Die Separatistenführung von Donezk hatte im Mitte Juli erklärt, der gefangene Brite sei an einer Reihe chronischer Krankheiten gestorben. Der Mann war nach Presseberichten 45 Jahre alt. Nach britischen Angaben war er im April mit einem Hilfstransport in der umkämpften Region Saporischschja im Südosten der Ukraine unterwegs gewesen, als er in die Hand moskautreuer Truppen fiel. Die Separatisten warfen ihm vor, als Söldner für die Ukraine gekämpft zu haben.

Die britische Botschaft in Kiew sei über die Rückgabe des Leichnams informiert worden, schrieb Lubinez.

+++ Nachlassstundung für die Nord Stream 2 AG wird verlängert +++

Das Unternehmen hinter der russischen Gas-Pipeline Nord Stream 2 hat einen weiteren Aufschub für die Tilgung seiner Schulden bekommen. Damit ist eine Insolvenz vorerst weiterhin abgewendet. Das Kantonsgericht Zug in der Schweiz, wo die Nord Stream 2 AG ihren Sitz hat, gewährte dem Unternehmen eine Verlängerung der sogenannten Nachlassstundung bis zum 10. Januar 2023, wie aus einem Eintrag im Schweizerischen Handelsamtsblatt (SHAB) vom Donnerstag hervorgeht.

Bei einer Nachlassstundung gewährt ein Gericht nach Angaben von Rechtsanwälten einem Unternehmen mit Zahlungsschwierigkeiten zunächst eine provisorische Stundung. Das Gericht erlasse gleichzeitig Maßnahmen, um den Erhalt von noch vorhandenem Vermögen sicherzustellen. Mithilfe des Sachwalters sollen die Aussichten auf einen Nachlassvertrag geprüft werden.

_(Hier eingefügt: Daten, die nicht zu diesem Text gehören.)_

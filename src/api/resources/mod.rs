//
//  gitlab-client
//  api/resources/mod.rs
//
//  Created by Ngonidzashe Mangudya on 2026/01/12.
//  Copyright (c) 2025 IAMNGONI. All rights reserved.
//

//! # GitLab Resource Accessors
//!
//! Typed operations for individual REST resources. Each accessor borrows a
//! [`GitlabClient`](crate::GitlabClient) and maps its methods onto path
//! templates; all transport, auth and error handling happens in the
//! client.
//!
//! ## Resources
//!
//! | Accessor | Operations |
//! |----------|------------|
//! | [`Projects`] | list, get |
//! | [`Branches`] | list, create, delete, delete merged |
//! | [`Commits`] | list |
//! | [`Tags`] | list |
//! | [`Groups`] | list |
//! | [`MergeRequests`] | create, accept |
//! | [`Users`] | current user, add/delete SSH key |
//! | [`Instance`] | version, metadata |
//!
//! Project arguments accept a numeric id or a `namespace/path` string; the
//! latter is percent-encoded into a single path segment.

mod branches;
mod commits;
mod groups;
mod instance;
mod merge_requests;
mod projects;
mod tags;
mod users;

pub use branches::*;
pub use commits::*;
pub use groups::*;
pub use instance::*;
pub use merge_requests::*;
pub use projects::*;
pub use tags::*;
pub use users::*;

use std::fmt;

use chrono::{DateTime, Utc};
use serde::{Deserialize, Serialize};

/// Encodes a project id or `namespace/path` as one URL path segment.
pub fn path_segment(id: &str) -> String {
    urlencoding::encode(id).into_owned()
}

/// Project, group or snippet visibility.
#[derive(Debug, Clone, Copy, Default, PartialEq, Eq, Serialize, Deserialize)]
#[serde(rename_all = "lowercase")]
pub enum Visibility {
    #[default]
    Private,
    Internal,
    Public,
}

impl Visibility {
    pub fn as_str(&self) -> &'static str {
        match self {
            Self::Private => "private",
            Self::Internal => "internal",
            Self::Public => "public",
        }
    }
}

impl fmt::Display for Visibility {
    fn fmt(&self, f: &mut fmt::Formatter<'_>) -> fmt::Result {
        f.write_str(self.as_str())
    }
}

/// Numeric member access level.
#[derive(Debug, Clone, Copy, Default, PartialEq, Eq, PartialOrd, Ord, Serialize, Deserialize)]
#[serde(transparent)]
pub struct AccessLevel(pub u8);

impl AccessLevel {
    pub const NO_ACCESS: Self = Self(0);
    pub const MINIMAL: Self = Self(5);
    pub const GUEST: Self = Self(10);
    pub const REPORTER: Self = Self(20);
    pub const DEVELOPER: Self = Self(30);
    pub const MAINTAINER: Self = Self(40);
    pub const OWNER: Self = Self(50);

    pub fn name(&self) -> &'static str {
        match self.0 {
            0 => "none",
            5 => "minimal",
            10 => "guest",
            20 => "reporter",
            30 => "developer",
            40 => "maintainer",
            50 => "owner",
            _ => "custom",
        }
    }
}

impl fmt::Display for AccessLevel {
    fn fmt(&self, f: &mut fmt::Formatter<'_>) -> fmt::Result {
        write!(f, "{} ({})", self.name(), self.0)
    }
}

/// User summary embedded in other resources.
#[derive(Debug, Clone, Default, PartialEq, Serialize, Deserialize)]
pub struct BasicUser {
    pub id: u64,
    #[serde(default)]
    pub username: String,
    #[serde(default)]
    pub name: String,
    #[serde(default)]
    pub state: String,
    #[serde(default)]
    pub created_at: Option<DateTime<Utc>>,
    #[serde(default)]
    pub avatar_url: Option<String>,
    #[serde(default)]
    pub web_url: String,
}

/// Pipeline summary embedded in commits and merge requests.
#[derive(Debug, Clone, Default, PartialEq, Serialize, Deserialize)]
pub struct PipelineInfo {
    pub id: u64,
    #[serde(default)]
    pub iid: u64,
    #[serde(default)]
    pub project_id: u64,
    #[serde(default)]
    pub status: String,
    #[serde(default)]
    pub source: String,
    #[serde(rename = "ref", default)]
    pub git_ref: String,
    #[serde(default)]
    pub sha: String,
    #[serde(default)]
    pub web_url: String,
    #[serde(default)]
    pub created_at: Option<DateTime<Utc>>,
    #[serde(default)]
    pub updated_at: Option<DateTime<Utc>>,
}
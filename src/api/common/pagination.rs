//
//  gitlab-client
//  api/common/pagination.rs
//
//  Created by Ngonidzashe Mangudya on 2026/01/12.
//  Copyright (c) 2025 IAMNGONI. All rights reserved.
//

//! Pagination Types for GitLab API Responses
//!
//! GitLab offers two pagination schemes for list endpoints:
//!
//! - **Offset** pagination: `page` / `per_page` query parameters, with the
//!   position reported back through `X-Total`, `X-Total-Pages`, `X-Page`,
//!   `X-Per-Page`, `X-Next-Page` and `X-Prev-Page` headers.
//! - **Keyset** pagination: `pagination=keyset` plus opaque cursor
//!   parameters. The next page is announced through an RFC 5988 `Link`
//!   header whose `rel="next"` URL carries the cursor.
//!
//! # Iterating Pages
//!
//! ```rust,no_run
//! use gitlab_client::{GitlabClient, ListOptions};
//! use gitlab_client::api::resources::ListProjectsOptions;
//!
//! async fn all_projects(client: &GitlabClient) -> gitlab_client::Result<usize> {
//!     let mut options = Some(ListOptions::offset(1, 50));
//!     let mut count = 0;
//!     while let Some(opts) = options {
//!         let filters = ListProjectsOptions { list: opts, ..Default::default() };
//!         let page = client.projects().list(&filters).await?;
//!         count += page.items.len();
//!         options = page.next_options();
//!     }
//!     Ok(count)
//! }
//! ```
//!
//! # Notes
//!
//! - Header values that fail to parse are reported as `0`
//! - Only the parameter names in [`CURSOR_KEYS`] are lifted from a keyset
//!   `next` link; everything else in that URL is ignored

use std::collections::BTreeMap;
use std::fmt;
use std::str::FromStr;

use reqwest::header::{HeaderMap, LINK};
use serde::{Deserialize, Serialize};
use url::Url;

use super::{Query, RequestOptions};

/// Items per page when the caller does not choose a size.
pub const DEFAULT_PER_PAGE: u32 = 20;

/// Largest page size GitLab honours.
pub const MAX_PER_PAGE: u32 = 100;

/// Query parameters that make up a keyset cursor.
pub const CURSOR_KEYS: &[&str] = &["id_after", "cursor"];

/// Sort direction for list endpoints.
#[derive(Debug, Clone, Copy, PartialEq, Eq, Serialize, Deserialize)]
#[serde(rename_all = "lowercase")]
pub enum Sort {
    Asc,
    Desc,
}

impl Sort {
    pub fn as_str(&self) -> &'static str {
        match self {
            Self::Asc => "asc",
            Self::Desc => "desc",
        }
    }
}

impl fmt::Display for Sort {
    fn fmt(&self, f: &mut fmt::Formatter<'_>) -> fmt::Result {
        f.write_str(self.as_str())
    }
}

impl FromStr for Sort {
    type Err = String;

    fn from_str(s: &str) -> Result<Self, Self::Err> {
        match s.to_ascii_lowercase().as_str() {
            "asc" => Ok(Self::Asc),
            "desc" => Ok(Self::Desc),
            other => Err(format!("invalid sort direction '{other}', expected asc or desc")),
        }
    }
}

/// Pagination scheme requested for a list call.
#[derive(Debug, Clone, Default, PartialEq, Eq)]
pub enum Pagination {
    /// Page-number pagination.
    #[default]
    Offset,
    /// Cursor pagination. An empty cursor requests the first page.
    Keyset { cursor: BTreeMap<String, String> },
}

/// Options shared by every list endpoint.
///
/// `page` and `per_page` use `0` for "unset": nothing is sent and the
/// server default applies. Keyset requests never send `page`.
#[derive(Debug, Clone, Default, PartialEq, Eq)]
pub struct ListOptions {
    /// 1-based page number (offset pagination only).
    pub page: u32,
    /// Items per page.
    pub per_page: u32,
    /// Field to order by, e.g. `id` or `star_count`.
    pub order_by: Option<String>,
    /// Sort direction.
    pub sort: Option<Sort>,
    /// Pagination scheme.
    pub pagination: Pagination,
}
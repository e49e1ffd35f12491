//
//  gitlab-client
//  api/mod.rs
//
//  Created by Ngonidzashe Mangudya on 2026/01/12.
//  Copyright (c) 2025 IAMNGONI. All rights reserved.
//

//! # API Client Layer
//!
//! This module provides the HTTP client for GitLab's REST API (`/api/v4`).
//!
//! ## Architecture
//!
//! - [`client`]: The invocation pipeline: URL building, request encoding,
//!   auth injection and response decoding
//! - [`common`]: Shared types (errors, query builder, pagination, records)
//! - [`resources`]: Typed per-resource operations built on the client
//!
//! ## Usage
//!
//! ```rust,no_run
//! use gitlab_client::api::resources::ListBranchesOptions;
//! use gitlab_client::auth::{Credential, TokenType};
//! use gitlab_client::{ClientOptions, GitlabClient};
//!
//! # async fn example() -> gitlab_client::Result<()> {
//! let client = GitlabClient::new(
//!     Some(Credential::static_token("https://gitlab.example.com", TokenType::Private, "glpat-xxxx")),
//!     ClientOptions::default(),
//! )?;
//!
//! let branches = client
//!     .branches()
//!     .list("group/project", &ListBranchesOptions::default())
//!     .await?;
//! # Ok(())
//! # }
//! ```
//!
//! ## Error Handling
//!
//! Every operation returns [`common::Error`]. Non-2xx responses become
//! [`common::Error::Api`]; classify them with [`common::is_not_found`],
//! [`common::is_forbidden`], [`common::is_unauthorized`] and
//! [`common::is_timeout`].

pub mod client;
pub mod common;
pub mod resources;

pub use client::{
    with_deadline, with_timeout, ClientOptions, GitlabClient, RateLimiter, Reply, CLOUD_ENDPOINT,
    DEFAULT_API_VERSION,
};
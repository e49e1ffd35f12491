//
//  gitlab-client
//  lib.rs
//
//  Created by Ngonidzashe Mangudya on 2026/01/12.
//  Copyright (c) 2025 IAMNGONI. All rights reserved.
//

//! # gitlab-client
//!
//! A typed client for the GitLab REST API, plus the `gl` command-line tool
//! built on it.
//!
//! ## Modules
//!
//! - [`api`]: The client, shared types and per-resource operations
//! - [`auth`]: Credentials, the OAuth token flow and the token cache
//! - [`config`]: The `gl` configuration file
//! - [`cli`]: `gl` command definitions
//! - [`output`]: Table and JSON rendering for `gl`
//!
//! ## Quick Start
//!
//! ```rust,no_run
//! use gitlab_client::api::resources::ListProjectsOptions;
//! use gitlab_client::{ClientOptions, Credential, GitlabClient, ListOptions, TokenType};
//!
//! # async fn example() -> gitlab_client::Result<()> {
//! let client = GitlabClient::new(
//!     Some(Credential::static_token("https://gitlab.com", TokenType::Private, "glpat-xxxx")),
//!     ClientOptions::default(),
//! )?;
//!
//! let mut options = ListProjectsOptions::from(ListOptions::offset(1, 50));
//! loop {
//!     let page = client.projects().list(&options).await?;
//!     for project in page.iter() {
//!         println!("{}", project.path_with_namespace);
//!     }
//!     match page.next_options() {
//!         Some(next) => options.list = next,
//!         None => break,
//!     }
//! }
//! # Ok(())
//! # }
//! ```

pub mod api;

pub mod auth;

pub mod cli;

pub mod config;

pub mod output;

pub use api::common::{Error, ListOptions, PageInfo, Records, Result, Sort};
pub use api::{ClientOptions, GitlabClient};
pub use auth::{Credential, TokenType};
pub use cli::Cli;
pub use config::Config;

/// Name of the command-line tool and of its configuration directory.
pub const APP_NAME: &str = "gl";

pub const VERSION: &str = env!("CARGO_PKG_VERSION");

/// Process exit codes used by `gl`.
pub mod exit_codes {
    pub const SUCCESS: i32 = 0;

    /// Unclassified failure. Details go to stderr.
    pub const ERROR: i32 = 1;

    /// Invalid arguments. Raised by clap.
    pub const USAGE: i32 = 2;

    /// No credential, or the server rejected it.
    pub const AUTH_ERROR: i32 = 4;

    /// The project, branch or other resource does not exist or is hidden.
    pub const NOT_FOUND: i32 = 8;
}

Im Mai dieses Jahres hatte das Gericht erstmals eine provisorische Nachlassstundung gewährt, die bis zum 10. September galt. Nun wurde diese Frist um weitere vier Monate verlängert.

Nord Stream 2 ist eine Tochtergesellschaft des russischen Gaskonzerns Gazprom und hat ihren Hauptsitz in Zug gut 30 Kilometer südlich von Zürich. Die durch die Ostsee verlegte und fertig gestellte Pipeline sollte russisches Gas nach Deutschland bringen. Die Bundesregierung hatte das Genehmigungsverfahren für Nord Stream 2 angesichts des russischen Angriffskriegs gegen die Ukraine auf Eis gelegt. Die USA verhängten Sanktionen gegen die Nord Stream 2 AG und untersagten damit weitere Geschäfte mit dem Unternehmen.

Die Zuger Volkswirtschaftsbehörde hatte schon Anfang März von massiven Zahlungsschwierigkeiten infolge der gegen Nord Stream 2 verhängten Sanktionen und von einem bevorstehenden «Konkurs» gesprochen. Die gut 100 Mitarbeiter in Zug wurden zu dem Zeitpunkt entlassen.